BEGIN Material supplied

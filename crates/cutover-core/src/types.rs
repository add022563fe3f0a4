//! Shared types used across cutover crates.
//!
//! These describe formations, scheduler job events, deployments and the
//! persisted deployment event log. All of them serialize to JSON for storage
//! and for the HTTP surface.

use std::collections::BTreeMap;
use std::fmt;

use chrono::{DateTime, Utc};
use serde::{Deserialize, Serialize};
use uuid::Uuid;

/// Identifier of an application.
pub type AppId = String;

/// Identifier of an immutable release of an application.
pub type ReleaseId = String;

/// Identifier of a deployment.
pub type DeploymentId = Uuid;

/// Global sequence number of a deployment event.
pub type EventId = u64;

// ── Formation ──────────────────────────────────────────────────────

/// Desired instance count per process type for one app release.
///
/// Writes always replace the whole `processes` map.
#[derive(Debug, Clone, Serialize, Deserialize, PartialEq, Eq)]
pub struct Formation {
    pub app_id: AppId,
    pub release_id: ReleaseId,
    #[serde(default)]
    pub processes: BTreeMap<String, u32>,
    /// Set by the store on every overwrite.
    #[serde(default, skip_serializing_if = "Option::is_none")]
    pub updated_at: Option<DateTime<Utc>>,
}

impl Formation {
    pub fn new(app_id: &str, release_id: &str, processes: BTreeMap<String, u32>) -> Self {
        Self {
            app_id: app_id.to_string(),
            release_id: release_id.to_string(),
            processes,
            updated_at: None,
        }
    }

    /// A formation with no processes.
    pub fn empty(app_id: &str, release_id: &str) -> Self {
        Self::new(app_id, release_id, BTreeMap::new())
    }

    /// Desired count for a process type (0 when absent).
    pub fn count(&self, process_type: &str) -> u32 {
        self.processes.get(process_type).copied().unwrap_or(0)
    }

    /// Total desired instances across all process types.
    pub fn total(&self) -> u32 {
        self.processes.values().sum()
    }

    /// Build the composite key for the formations table.
    pub fn table_key(&self) -> String {
        formation_key(&self.app_id, &self.release_id)
    }
}

/// Composite `{app_id}:{release_id}` key for a formation.
pub fn formation_key(app_id: &str, release_id: &str) -> String {
    format!("{app_id}:{release_id}")
}

// ── Job events ─────────────────────────────────────────────────────

/// Lifecycle state of one scheduled process, as reported by the scheduler.
#[derive(Debug, Clone, Copy, PartialEq, Eq, PartialOrd, Ord, Hash, Serialize, Deserialize)]
#[serde(rename_all = "snake_case")]
pub enum JobState {
    Starting,
    Up,
    Down,
    /// Terminal failure; aborts any wait in progress.
    Crashed,
}

impl JobState {
    pub fn as_str(&self) -> &'static str {
        match self {
            JobState::Starting => "starting",
            JobState::Up => "up",
            JobState::Down => "down",
            JobState::Crashed => "crashed",
        }
    }

    pub fn is_terminal_failure(&self) -> bool {
        matches!(self, JobState::Crashed)
    }
}

impl fmt::Display for JobState {
    fn fmt(&self, f: &mut fmt::Formatter<'_>) -> fmt::Result {
        f.write_str(self.as_str())
    }
}

/// A scheduler lifecycle notification for one process instance.
///
/// Consumed transiently; never persisted verbatim.
#[derive(Debug, Clone, Serialize, Deserialize, PartialEq, Eq)]
pub struct JobEvent {
    pub app_id: AppId,
    pub release_id: ReleaseId,
    pub job_id: String,
    pub process_type: String,
    pub state: JobState,
}

// ── Deployment ─────────────────────────────────────────────────────

/// Algorithm governing ordering and batching of formation mutations.
#[derive(Debug, Clone, Copy, PartialEq, Eq, Default, Serialize, Deserialize)]
#[serde(rename_all = "kebab-case")]
pub enum DeploymentStrategy {
    /// Replace one instance at a time, per process type.
    #[default]
    OneByOne,
    /// Start the full new formation, then stop the full old one.
    AllAtOnce,
}

impl DeploymentStrategy {
    pub fn as_str(&self) -> &'static str {
        match self {
            DeploymentStrategy::OneByOne => "one-by-one",
            DeploymentStrategy::AllAtOnce => "all-at-once",
        }
    }
}

impl fmt::Display for DeploymentStrategy {
    fn fmt(&self, f: &mut fmt::Formatter<'_>) -> fmt::Result {
        f.write_str(self.as_str())
    }
}

/// A managed transition of an app from one release to another.
#[derive(Debug, Clone, Serialize, Deserialize, PartialEq, Eq)]
pub struct Deployment {
    pub id: DeploymentId,
    pub app_id: AppId,
    pub old_release_id: ReleaseId,
    pub new_release_id: ReleaseId,
    pub strategy: DeploymentStrategy,
    pub created_at: DateTime<Utc>,
    /// Set exactly once when the deployment reaches a terminal outcome.
    pub finished_at: Option<DateTime<Utc>>,
}

impl Deployment {
    pub fn is_finished(&self) -> bool {
        self.finished_at.is_some()
    }
}

/// Admission request for a deployment. The id is assigned when absent.
#[derive(Debug, Clone, Serialize, Deserialize, PartialEq, Eq)]
pub struct NewDeployment {
    #[serde(default)]
    pub id: Option<DeploymentId>,
    pub app_id: AppId,
    pub old_release_id: ReleaseId,
    pub new_release_id: ReleaseId,
    #[serde(default)]
    pub strategy: DeploymentStrategy,
}

/// Work-queue payload referencing a deployment.
#[derive(Debug, Clone, Copy, Serialize, Deserialize, PartialEq, Eq)]
pub struct DeployId {
    pub id: DeploymentId,
}

// ── Deployment events ──────────────────────────────────────────────

/// Progress status carried by a deployment event.
#[derive(Debug, Clone, Copy, PartialEq, Eq, Serialize, Deserialize)]
#[serde(rename_all = "snake_case")]
pub enum DeploymentEventStatus {
    Pending,
    Running,
    Complete,
    Failed,
}

/// A persisted, ordered record of one confirmed deployment step.
#[derive(Debug, Clone, Serialize, Deserialize, PartialEq, Eq)]
pub struct DeploymentEvent {
    /// Global sequence number assigned at append time.
    pub id: EventId,
    pub deployment_id: DeploymentId,
    pub release_id: ReleaseId,
    pub job_type: String,
    pub job_state: JobState,
    pub status: DeploymentEventStatus,
    pub created_at: DateTime<Utc>,
}

/// A deployment event before the log has assigned its id and timestamp.
#[derive(Debug, Clone, PartialEq, Eq)]
pub struct NewDeploymentEvent {
    pub deployment_id: DeploymentId,
    pub release_id: ReleaseId,
    pub job_type: String,
    pub job_state: JobState,
    pub status: DeploymentEventStatus,
}

impl NewDeploymentEvent {
    /// Record a confirmed job event for a deployment.
    pub fn from_job(
        deployment_id: DeploymentId,
        job: &JobEvent,
        status: DeploymentEventStatus,
    ) -> Self {
        Self {
            deployment_id,
            release_id: job.release_id.clone(),
            job_type: job.process_type.clone(),
            job_state: job.state,
            status,
        }
    }
}

/// Wake-up hint published after an append.
///
/// Carries only ids; subscribers re-read the log for content.
#[derive(Debug, Clone, Copy, PartialEq, Eq)]
pub struct EventNotification {
    pub deployment_id: DeploymentId,
    pub event_id: EventId,
}

impl EventNotification {
    /// Wire payload: the decimal event id.
    pub fn payload(&self) -> String {
        self.event_id.to_string()
    }
}

/// Wake-up channel name for a deployment.
pub fn event_channel(deployment_id: &DeploymentId) -> String {
    format!("deployment_events:{deployment_id}")
}

#[cfg(test)]
mod tests {
    use super::*;

    #[test]
    fn formation_counts_default_to_zero() {
        let mut processes = BTreeMap::new();
        processes.insert("web".to_string(), 3);
        processes.insert("worker".to_string(), 2);
        let f = Formation::new("app", "r1", processes);

        assert_eq!(f.count("web"), 3);
        assert_eq!(f.count("clock"), 0);
        assert_eq!(f.total(), 5);
        assert_eq!(f.table_key(), "app:r1");
    }

    #[test]
    fn strategy_wire_names() {
        let json = serde_json::to_string(&DeploymentStrategy::AllAtOnce).unwrap();
        assert_eq!(json, "\"all-at-once\"");

        let back: DeploymentStrategy = serde_json::from_str("\"one-by-one\"").unwrap();
        assert_eq!(back, DeploymentStrategy::OneByOne);
        assert_eq!(DeploymentStrategy::default(), DeploymentStrategy::OneByOne);
    }

    #[test]
    fn new_deployment_defaults() {
        let req: NewDeployment = serde_json::from_str(
            r#"{"app_id":"app","old_release_id":"r1","new_release_id":"r2"}"#,
        )
        .unwrap();
        assert!(req.id.is_none());
        assert_eq!(req.strategy, DeploymentStrategy::OneByOne);
    }

    #[test]
    fn only_crashed_is_terminal() {
        assert!(JobState::Crashed.is_terminal_failure());
        assert!(!JobState::Down.is_terminal_failure());
        assert_eq!(JobState::Up.to_string(), "up");
    }

    #[test]
    fn notification_payload_is_event_id() {
        let n = EventNotification {
            deployment_id: Uuid::nil(),
            event_id: 42,
        };
        assert_eq!(n.payload(), "42");
        assert_eq!(
            event_channel(&n.deployment_id),
            "deployment_events:00000000-0000-0000-0000-000000000000"
        );
    }
}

END Material supplied

What you should do: Report the number of lines above containing the word "assigned", with no other text.

The answer: 3